1. Distinctive Functional Activities of Types of NKT

CD1 molecule is a family of glycoproteins expressed on the surface of several antigen-presenting cells (APC) involved in the presentation of glycolipid antigens to T cells [1]. Glycolipids bound to CD1 molecules can generate different types of antigen recognition. Two groups of CD1 molecules were identified depending on their lipid anchoring as described below: (i) CD1a, CD1b, and CD1c expressed on dendritic cells, B cells, and macrophages; (ii) CD1d is mainly expressed on the same APCs of the other forms of CD1. CD1e, an intermediate isoform, is located in the cells and its role is still unclear.

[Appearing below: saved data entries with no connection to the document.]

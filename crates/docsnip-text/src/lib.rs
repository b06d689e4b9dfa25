//! docsnip-text
//!
//! In-memory TF-IDF retrieval over chunked text: tokenization (tantivy's
//! analyzer chain), index construction, cosine scoring and snippet extraction.
//! Nothing here persists; an index lives for one retrieval call.

pub mod tokenizer;
pub mod index;
pub mod search;
pub mod snippet;

pub use index::{TermVector, TfIdfIndex, Vocabulary};
pub use search::{ScoreOutcome, SimilarityScorer, TfIdfSearchEngine};
pub use snippet::SnippetExtractor;
pub use tokenizer::Tokenizer;
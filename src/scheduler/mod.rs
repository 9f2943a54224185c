//! Scheduling of health checks and background compaction.
//!
//! One recurring job exists per enabled (system, configuration) pair. Job ids
//! are derived from the pair, so scheduling the same pair twice replaces the
//! job instead of duplicating it. The queue is the only record of what is
//! scheduled.

mod executor;
mod retention;
mod rollup;

pub use executor::*;
pub use retention::*;
pub use rollup::*;

use crate::db::{DbError, Store, SystemCheck};
use crate::queue::{ConsumeOptions, JobHandler, QueueError, RecurringOptions, WorkQueue};

use chrono::{DateTime, Utc};
use serde::{Deserialize, Serialize};
use std::collections::HashSet;
use std::sync::Arc;
use std::time::Duration;
use thiserror::Error;

/// Prefix shared by every health-check job id.
pub const JOB_PREFIX: &str = "health-check:";

/// Scheduler error types.
#[derive(Error, Debug)]
pub enum SchedulerError {
    #[error("database error: {0}")]
    Db(#[from] DbError),
    #[error("queue error: {0}")]
    Queue(#[from] QueueError),
    #[error("configuration not found: {0}")]
    ConfigurationNotFound(String),
    #[error("configuration {0} has a zero interval")]
    InvalidInterval(String),
}

/// Payload of one health-check firing.
#[derive(Debug, Clone, PartialEq, Eq, Serialize, Deserialize)]
#[serde(rename_all = "camelCase")]
pub struct HealthCheckPayload {
    pub system_id: String,
    pub configuration_id: String,
}

/// Deterministic job id for a pair.
pub fn job_id(configuration_id: &str, system_id: &str) -> String {
    format!("{}{}:{}", JOB_PREFIX, configuration_id, system_id)
}

/// Delay before the first firing after (re)scheduling.
///
/// Keeps the original cadence when the last run is recent; fires
/// immediately when the pair is overdue or has never run.
pub fn compute_start_delay(last_run: Option<DateTime<Utc>>, interval: Duration, now: DateTime<Utc>) -> Duration {
    let Some(last_run) = last_run else {
        return Duration::ZERO;
    };
    // A last run in the future (clock skew) counts as just now.
    let elapsed = (now - last_run).to_std().unwrap_or(Duration::ZERO);
    interval.saturating_sub(elapsed)
}

/// Outcome of a bootstrap pass.
#[derive(Debug, Clone, Default, PartialEq, Eq)]
pub struct BootstrapReport {
    pub scheduled: usize,
    pub failed: usize,
    pub orphans_removed: usize,
}

pub struct HealthCheckScheduler {
    store: Arc<Store>,
    queue: Arc<dyn WorkQueue<HealthCheckPayload>>,
}

impl HealthCheckScheduler {
    pub fn new(store: Arc<Store>, queue: Arc<dyn WorkQueue<HealthCheckPayload>>) -> Self {
        Self { store, queue }
    }

    /// Attach the executor to the queue, then schedule every enabled pair.
    pub async fn start(
        &self,
        handler: Arc<dyn JobHandler<HealthCheckPayload>>,
        consumer_group: &str,
        concurrency: usize,
    ) -> Result<BootstrapReport, SchedulerError> {
        self.queue
            .consume(
                handler,
                ConsumeOptions {
                    consumer_group: consumer_group.to_string(),
                    // A failed check is a result, not a transient fault.
                    max_retries: 0,
                    concurrency,
                },
            )
            .await?;
        self.bootstrap().await
    }

    /// Schedule (or replace) the job for a pair. Disabled pairs are
    /// unscheduled instead. Returns the job id when a job was scheduled.
    pub async fn schedule_pair(&self, pair: &SystemCheck) -> Result<Option<String>, SchedulerError> {
        if !pair.enabled {
            self.unschedule_pair(&pair.system_id, &pair.configuration_id)
                .await?;
            return Ok(None);
        }

        let configuration = self
            .store
            .get_configuration(&pair.configuration_id)?
            .ok_or_else(|| SchedulerError::ConfigurationNotFound(pair.configuration_id.clone()))?;
        if configuration.interval_seconds == 0 {
            return Err(SchedulerError::InvalidInterval(configuration.id));
        }
        let interval = Duration::from_secs(configuration.interval_seconds);

        let last_run = self
            .store
            .get_last_run_time(&pair.system_id, &pair.configuration_id)?;
        let start_delay = compute_start_delay(last_run, interval, Utc::now());

        let id = self
            .queue
            .schedule_recurring(
                HealthCheckPayload {
                    system_id: pair.system_id.clone(),
                    configuration_id: pair.configuration_id.clone(),
                },
                RecurringOptions {
                    job_id: job_id(&pair.configuration_id, &pair.system_id),
                    interval,
                    start_delay,
                },
            )
            .await?;

        tracing::info!(
            "Scheduler: Scheduled {} every {}s (first in {}s)",
            id,
            interval.as_secs(),
            start_delay.as_secs()
        );
        Ok(Some(id))
    }

    pub async fn unschedule_pair(&self, system_id: &str, configuration_id: &str) -> Result<bool, SchedulerError> {
        let id = job_id(configuration_id, system_id);
        let removed = self.queue.cancel_recurring(&id).await?;
        if removed {
            tracing::info!("Scheduler: Unscheduled {}", id);
        }
        Ok(removed)
    }

    /// Re-schedule every pair using a configuration, e.g. after its interval changed.
    pub async fn reschedule_configuration(&self, configuration_id: &str) -> Result<usize, SchedulerError> {
        let mut scheduled = 0;
        for pair in self.store.get_system_checks()? {
            if pair.configuration_id == configuration_id && self.schedule_pair(&pair).await?.is_some() {
                scheduled += 1;
            }
        }
        Ok(scheduled)
    }

    /// Cancel every job of a configuration before it is deleted.
    pub async fn unschedule_configuration(&self, configuration_id: &str) -> Result<usize, SchedulerError> {
        let mut removed = 0;
        for pair in self.store.get_system_checks()? {
            if pair.configuration_id == configuration_id
                && self
                    .unschedule_pair(&pair.system_id, &pair.configuration_id)
                    .await?
            {
                removed += 1;
            }
        }
        Ok(removed)
    }

    /// Schedule every enabled pair, then cancel health-check jobs whose
    /// pair is gone or disabled.
    pub async fn bootstrap(&self) -> Result<BootstrapReport, SchedulerError> {
        let pairs = self.store.get_enabled_system_checks()?;
        let mut report = BootstrapReport::default();
        let mut expected = HashSet::new();

        tracing::info!("Scheduler: Bootstrapping {} enabled checks", pairs.len());

        for pair in &pairs {
            expected.insert(job_id(&pair.configuration_id, &pair.system_id));
            match self.schedule_pair(pair).await {
                Ok(_) => report.scheduled += 1,
                Err(e) => {
                    report.failed += 1;
                    tracing::error!(
                        "Scheduler: Failed to schedule {}/{}: {}",
                        pair.system_id,
                        pair.configuration_id,
                        e
                    );
                }
            }
        }

        for job in self.queue.list_recurring_jobs().await? {
            if job.job_id.starts_with(JOB_PREFIX) && !expected.contains(&job.job_id) {
                self.queue.cancel_recurring(&job.job_id).await?;
                report.orphans_removed += 1;
                tracing::info!("Scheduler: Removed orphaned job {}", job.job_id);
            }
        }

        Ok(report)
    }
}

In humans, CD1a–c isoforms are able to bound mycobacterial as well as self-antigens [2,3,4,5,6,7,8,9]. CD1d isoforms activate the majority of NKT cells expressing an invariant T-cell receptor (TCR)-α chain rearrangement and are called type I NKT or invariant NKT (iNKT). CD1a isoforms migrate from endoplasmic reticulum (ER) to cell surface to bind antigens while CD1b, c and d are recycling from ER to membrane and vice versa [3,4,5,6,7,8]. APC expressing CD1d are widely expressed on different type of cells: dendritic cells, macrophages, monocytes, cortical thymocytes. CD1d presenting glycolipid activate type I NKT.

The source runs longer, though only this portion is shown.